As well as remediation, Perreault urges the government “to develop programs that address the specific and quite unique needs of the Urus people.” CEPA’s Limber Sanchez agrees. “If they Urus disappear, our history is gone,” he says. “For the people of Oruro, they represent our roots.”


As President Morales came out of the newly blessed and inaugurated houses, those who greeted him were all Aymaras. The Urus had faded towards the back of the crowd. His helicopter lifted off, setting off an enormous whirl of salty dust that sent the enthusiastic crowd rushing out of the way, their waving arms and smiling faces gone. This seems an apt metaphor for the mixed blessing the President’s programs often bring: wild enthusiasm over the commitment to improve life, followed by dismay when people realize they are not the programs most needed. In a community they can no survive in, the Urus have new houses and a better school.

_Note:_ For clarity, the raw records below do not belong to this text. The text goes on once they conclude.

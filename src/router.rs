//! Single-page navigation shell.
//!
//! Maps URL paths to page components by exact string match, with an
//! explicit not-found outcome instead of undefined behavior, and keeps
//! browser-style history so back/forward navigation works without any
//! reload of the hosting page.

use crate::error::{Error, Result};
use crate::observability;

/// One row of the route table.
#[derive(Debug, Clone, PartialEq, Eq)]
pub struct RouteEntry<C> {
    /// The URL path this entry matches, e.g. `/`.
    pub path: String,
    /// A human-readable name for the route.
    pub name: String,
    /// The page component mounted when this route is active.
    pub component: C,
}

impl<C> RouteEntry<C> {
    /// Creates a new route entry.
    pub fn new(path: impl Into<String>, name: impl Into<String>, component: C) -> Self {
        Self {
            path: path.into(),
            name: name.into(),
            component,
        }
    }
}

/// The outcome of resolving a path against the route table.
#[derive(Debug, Clone, PartialEq, Eq)]
pub enum Resolution<'a, C> {
    /// The path matched a route.
    Matched {
        /// The route's name.
        name: &'a str,
        /// The component to mount.
        component: &'a C,
    },
    /// No route matched the path.
    NotFound,
}

impl<'a, C> Resolution<'a, C> {
    /// Returns the matched component, if any.
    pub fn component(&self) -> Option<&'a C> {
        match self {
            Resolution::Matched { component, .. } => Some(*component),
            Resolution::NotFound => None,
        }
    }
}

/// An immutable route table resolved by exact path match.
///
/// The table is defined once at startup; duplicate paths are rejected at
/// construction time.
#[derive(Debug, Clone)]
pub struct Router<C> {
    routes: Vec<RouteEntry<C>>,
}

impl<C> Router<C> {
    /// Creates a router from a route table.
    ///
    /// # Errors
    ///
    /// Returns [`Error::Validation`] if two entries share a path.
    pub fn new(routes: Vec<RouteEntry<C>>) -> Result<Self> {
        for (i, route) in routes.iter().enumerate() {
            if routes[..i].iter().any(|r| r.path == route.path) {
                return Err(Error::validation(
                    format!("duplicate route path: {}", route.path),
                    Some("path".to_string()),
                ));
            }
        }
        Ok(Self { routes })
    }

    /// Resolves a path against the table by exact string match.
    pub fn resolve(&self, path: &str) -> Resolution<'_, C> {
        observability::ROUTER_RESOLUTIONS.click();
        for route in &self.routes {
            if route.path == path {
                return Resolution::Matched {
                    name: &route.name,
                    component: &route.component,
                };
            }
        }
        observability::ROUTER_NOT_FOUND.click();
        Resolution::NotFound
    }

    /// Returns the route table.
    pub fn routes(&self) -> &[RouteEntry<C>] {
        &self.routes
    }
}

/// Browser-style navigation history over a [`Router`].
///
/// `navigate` pushes the resolved path and clears the forward stack, the
/// way a browser address bar does; `back` and `forward` move along the
/// stacks without losing entries.
#[derive(Debug, Clone)]
pub struct History {
    back: Vec<String>,
    current: String,
    forward: Vec<String>,
}

impl History {
    /// Creates a history positioned at the given initial path.
    pub fn new(initial: impl Into<String>) -> Self {
        Self {
            back: Vec::new(),
            current: initial.into(),
            forward: Vec::new(),
        }
    }

    /// Returns the current path.
    pub fn current(&self) -> &str {
        &self.current
    }

    /// Navigates to a new path, pushing the current one onto the back
    /// stack and discarding any forward entries.
    pub fn navigate(&mut self, path: impl Into<String>) {
        let path = path.into();
        if path == self.current {
            return;
        }
        self.back.push(std::mem::replace(&mut self.current, path));
        self.forward.clear();
    }

    /// Moves one entry back, if possible. Returns the new current path.
    pub fn back(&mut self) -> Option<&str> {
        let previous = self.back.pop()?;
        self.forward
            .push(std::mem::replace(&mut self.current, previous));
        Some(&self.current)
    }

    /// Moves one entry forward, if possible. Returns the new current path.
    pub fn forward(&mut self) -> Option<&str> {
        let next = self.forward.pop()?;
        self.back.push(std::mem::replace(&mut self.current, next));
        Some(&self.current)
    }
}

#[cfg(test)]
mod tests {
    use super::*;

    /// Stand-in for the mounted page components.
    #[derive(Debug, Clone, PartialEq, Eq)]
    enum Page {
        Chat,
    }

    fn chat_router() -> Router<Page> {
        Router::new(vec![RouteEntry::new("/", "Chat", Page::Chat)]).unwrap()
    }

    #[test]
    fn root_resolves_to_chat_page() {
        let router = chat_router();
        match router.resolve("/") {
            Resolution::Matched { name, component } => {
                assert_eq!(name, "Chat");
                assert_eq!(component, &Page::Chat);
            }
            Resolution::NotFound => panic!("expected the chat page"),
        }
    }

    #[test]
    fn undefined_path_is_not_found() {
        let router = chat_router();
        assert_eq!(router.resolve("/settings"), Resolution::NotFound);
        assert!(router.resolve("/settings").component().is_none());
    }

    #[test]
    fn match_is_exact() {
        let router = chat_router();
        assert_eq!(router.resolve(""), Resolution::NotFound);
        assert_eq!(router.resolve("//"), Resolution::NotFound);
        assert_eq!(router.resolve("/chat"), Resolution::NotFound);
    }

    #[test]
    fn duplicate_paths_rejected() {
        let err = Router::new(vec![
            RouteEntry::new("/", "Chat", Page::Chat),
            RouteEntry::new("/", "Other", Page::Chat),
        ])
        .unwrap_err();
        assert!(matches!(err, Error::Validation { .. }));
    }

    #[test]
    fn history_back_and_forward() {
        let mut history = History::new("/");
        history.navigate("/a");
        history.navigate("/b");
        assert_eq!(history.current(), "/b");

        assert_eq!(history.back(), Some("/a"));
        assert_eq!(history.back(), Some("/"));
        assert_eq!(history.back(), None);

        assert_eq!(history.forward(), Some("/a"));
        assert_eq!(history.forward(), Some("/b"));
        assert_eq!(history.forward(), None);
    }

    #[test]
    fn navigate_clears_forward_stack() {
        let mut history = History::new("/");
        history.navigate("/a");
        history.back();
        history.navigate("/c");
        assert_eq!(history.current(), "/c");
        assert_eq!(history.forward(), None);
        assert_eq!(history.back(), Some("/"));
    }

    #[test]
    fn navigating_to_current_path_is_a_no_op() {
        let mut history = History::new("/");
        history.navigate("/");
        assert_eq!(history.back(), None);
    }
}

The lake has dried out at least twice before, but gradually recovered. This time, no one can guarantee that the lake will recuperate, especially as ongoing drought is forcing water rationing throughout the country. But the Urus are counting on it. “We are really worried about our future but we believe the lake will return,” says Urus leader Emilio Huanaco, “It always has in the past.”

Limbert Sanchez thinks it will take time: “The lake isn’t coming back in a year or two; maybe [in] five to ten [years].”

Once Morales was gone, I tried to find another Urus to interview. No one was around. They were all far out in what has become a vast salt flat, determined to find one of the few remaining patches of water where they could continue fishing.